> [HOW TO COMPLETE THIS TASK]: Those lines of the records that contain "Option" are to be located and copied.

> [RECORDS]:
*** Block opens ***

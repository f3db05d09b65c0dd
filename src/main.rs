use anyhow::{Context, Result};
use clap::Parser;
use tokio::signal;
use tracing::{error, info, warn};
use tracing_subscriber::{layer::SubscriberExt, util::SubscriberInitExt};

mod chat_log;
mod config;
mod delivery;
mod error;
mod notifier;
mod relay;

use crate::chat_log::{watcher, AiTool};
use crate::config::{Destination, DestinationConfig};
use crate::delivery::DedupGuard;
use crate::relay::Relay;

#[derive(Parser, Debug)]
#[command(name = "transcript-relay")]
#[command(about = "Forward AI coding assistant conversations to team chat in real time", long_about = None)]
struct Args {
    /// Assistant whose transcripts are watched
    #[arg(long, value_enum, env = "RELAY_SOURCE", default_value_t = AiTool::Claude)]
    source: AiTool,

    /// Chat system that receives the messages
    #[arg(long, value_enum, env = "RELAY_DESTINATION", default_value_t = Destination::Zulip)]
    destination: Destination,

    /// Transcript directory (defaults to the assistant's storage location)
    #[arg(long, env = "RELAY_WATCH_ROOT")]
    watch_root: Option<String>,

    /// Forget the oldest sent-message fingerprints beyond this many
    #[arg(long, env = "RELAY_DEDUP_CAPACITY")]
    dedup_capacity: Option<usize>,
}

#[tokio::main]
async fn main() -> Result<()> {
    let args = Args::parse();
    // Initialize tracing
    tracing_subscriber::registry()
        .with(
            tracing_subscriber::EnvFilter::try_from_default_env()
                .unwrap_or_else(|_| "transcript_relay=info".into()),
        )
        .with(tracing_subscriber::fmt::layer())
        .init();

    let destination = match DestinationConfig::from_env(args.destination, args.source) {
        Ok(destination) => destination,
        Err(e) => {
            error!("Missing {:?} configuration: {e}", args.destination);
            error!("Set these environment variables:");
            for var in config::expected_vars(args.destination, args.source) {
                error!("  {var}");
            }
            return Ok(());
        }
    };

    let root = match config::watch_root(args.source, args.watch_root.as_deref()) {
        Ok(root) => root,
        Err(e) => {
            error!("Cannot resolve watch directory: {e}; pass --watch-root");
            return Ok(());
        }
    };

    if !root.exists() {
        std::fs::create_dir_all(&root)
            .with_context(|| format!("failed to create {}", root.display()))?;
        warn!("Watch directory did not exist, created: {}", root.display());
    }
    let root = root.canonicalize().unwrap_or(root);

    info!("Watching {} for {:?} conversations...", root.display(), args.source);
    info!("Sending to: {}", destination.describe());

    let notifier = notifier::from_config(&destination, args.source);
    let mut relay = Relay::new(
        root.clone(),
        args.source,
        notifier,
        DedupGuard::new(args.dedup_capacity),
    );

    let (watcher, mut events) =
        watcher::watch_root(&root).context("failed to start file watcher")?;

    relay.run(&mut events, shutdown_signal()).await;

    drop(watcher);
    info!("File watch released, exiting");
    Ok(())
}

async fn shutdown_signal() {
    let ctrl_c = async {
        if let Err(e) = signal::ctrl_c().await {
            error!("Failed to install Ctrl+C handler: {e}");
            std::future::pending::<()>().await;
        }
    };

    #[cfg(unix)]
    let terminate = async {
        match signal::unix::signal(signal::unix::SignalKind::terminate()) {
            Ok(mut sig) => {
                sig.recv().await;
            }
            Err(e) => {
                error!("Failed to install signal handler: {e}");
                std::future::pending::<()>().await;
            }
        }
    };

    #[cfg(not(unix))]
    let terminate = std::future::pending::<()>();

    tokio::select! {
        _ = ctrl_c => {
            info!("Received Ctrl+C, shutting down gracefully...");
        },
        _ = terminate => {
            info!("Received terminate signal, shutting down gracefully...");
        },
    }
}
use std::collections::{HashSet, VecDeque};

use sha2::{Digest, Sha256};
use tracing::debug;

use crate::chat_log::Role;

/// Stable fingerprint of one outbound message.
pub fn fingerprint(conversation_id: &str, role: Role, text: &str) -> String {
    let mut hasher = Sha256::new();
    hasher.update(conversation_id.as_bytes());
    hasher.update([0u8]);
    hasher.update(role.as_str().as_bytes());
    hasher.update([0u8]);
    hasher.update(text.as_bytes());
    hex::encode(hasher.finalize())
}

/// Process-wide record of what has already been sent.
///
/// Identical `(conversation, role, text)` triples are sent at most once,
/// whatever source produced them. With a capacity set, the oldest
/// fingerprints are forgotten first.
#[derive(Debug, Default)]
pub struct DedupGuard {
    seen: HashSet<String>,
    order: VecDeque<String>,
    capacity: Option<usize>,
}

impl DedupGuard {
    pub fn new(capacity: Option<usize>) -> Self {
        Self {
            capacity: capacity.filter(|c| *c > 0),
            ..Self::default()
        }
    }

    /// Returns `true` if the message has not been sent before, recording it
    /// first. The caller sends afterwards, so a failed send is a drop rather
    /// than a later duplicate.
    pub fn should_send(&mut self, conversation_id: &str, role: Role, text: &str) -> bool {
        let fp = fingerprint(conversation_id, role, text);
        if self.seen.contains(&fp) {
            debug!("suppressing duplicate {role} message for {conversation_id}");
            return false;
        }

        self.seen.insert(fp.clone());
        self.order.push_back(fp);

        if let Some(capacity) = self.capacity {
            while self.order.len() > capacity {
                if let Some(oldest) = self.order.pop_front() {
                    self.seen.remove(&oldest);
                }
            }
        }

        true
    }

    /// Number of fingerprints currently remembered.
    pub fn len(&self) -> usize {
        self.seen.len()
    }
}
use chrono::{DateTime, Utc};
use serde::Deserialize;
use serde_json::Value;
use tracing::warn;

use super::format::format_unit;
use super::{ChatMessage, ContentUnit, Role};

// ---------------------------------------------------------------------------
// Raw JSONL shapes (private deserialization types)
// ---------------------------------------------------------------------------

#[derive(Deserialize)]
struct RawLine {
    #[serde(rename = "type")]
    line_type: String,
    timestamp: Option<String>,
    message: Option<RawMessage>,
}

#[derive(Deserialize)]
struct RawMessage {
    #[serde(default)]
    content: RawContent,
}

/// Claude Code encodes `content` as either a plain string or an array of
/// typed blocks. Anything else is kept raw.
#[derive(Deserialize)]
#[serde(untagged)]
enum RawContent {
    Text(String),
    Units(Vec<ContentUnit>),
    Other(Value),
}

impl Default for RawContent {
    fn default() -> Self {
        RawContent::Units(Vec::new())
    }
}

// ---------------------------------------------------------------------------
// Public API
// ---------------------------------------------------------------------------

/// Parse a single JSONL line from a Claude Code transcript.
///
/// Returns `None` for blank lines, non-conversational records (summaries,
/// system entries), turns whose content renders to nothing, and malformed
/// JSON (the latter also emits a tracing warning). The returned message has
/// ordinal 0; the reader assigns positions.
pub fn parse_line(line: &str) -> Option<ChatMessage> {
    let trimmed = line.trim();
    if trimmed.is_empty() {
        return None;
    }

    let raw: RawLine = match serde_json::from_str(trimmed) {
        Ok(v) => v,
        Err(e) => {
            warn!("claude_parser: failed to parse JSONL line: {e}");
            return None;
        }
    };

    let role = Role::from_tag(&raw.line_type)?;
    let units = into_units(raw.message?.content);
    let text = render_units(&units)?;

    Some(ChatMessage {
        role,
        text,
        ordinal: 0,
        id: None,
        timestamp: raw.timestamp.as_deref().and_then(parse_timestamp),
    })
}

/// Format each unit in order, drop omitted and empty pieces, and join the rest
/// with a blank line. Returns `None` when nothing displayable remains.
pub fn render_units(units: &[ContentUnit]) -> Option<String> {
    let pieces: Vec<String> = units
        .iter()
        .filter_map(format_unit)
        .filter(|piece| !piece.is_empty())
        .collect();

    if pieces.is_empty() {
        None
    } else {
        Some(pieces.join("\n\n"))
    }
}

// ---------------------------------------------------------------------------
// Content conversion
// ---------------------------------------------------------------------------

fn into_units(content: RawContent) -> Vec<ContentUnit> {
    match content {
        RawContent::Text(s) => vec![ContentUnit::Text(s)],
        RawContent::Units(units) => units,
        RawContent::Other(Value::Null) => vec![],
        RawContent::Other(v) => vec![ContentUnit::Raw(v)],
    }
}

fn parse_timestamp(s: &str) -> Option<DateTime<Utc>> {
    DateTime::parse_from_rfc3339(s)
        .ok()
        .map(|ts| ts.with_timezone(&Utc))
}

// ---------------------------------------------------------------------------
// Tests
// ---------------------------------------------------------------------------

*** Block closes ***

> [EXERCISE OUTPUT]:
    watch_root: Option<String>,
    dedup_capacity: Option<usize>,
    capacity: Option<usize>,
    pub fn new(capacity: Option<usize>) -> Self {
    timestamp: Option<String>,
    message: Option<RawMessage>,
pub fn parse_line(line: &str) -> Option<ChatMessage> {
pub fn render_units(units: &[ContentUnit]) -> Option<String> {
fn parse_timestamp(s: &str) -> Option<DateTime<Utc>> {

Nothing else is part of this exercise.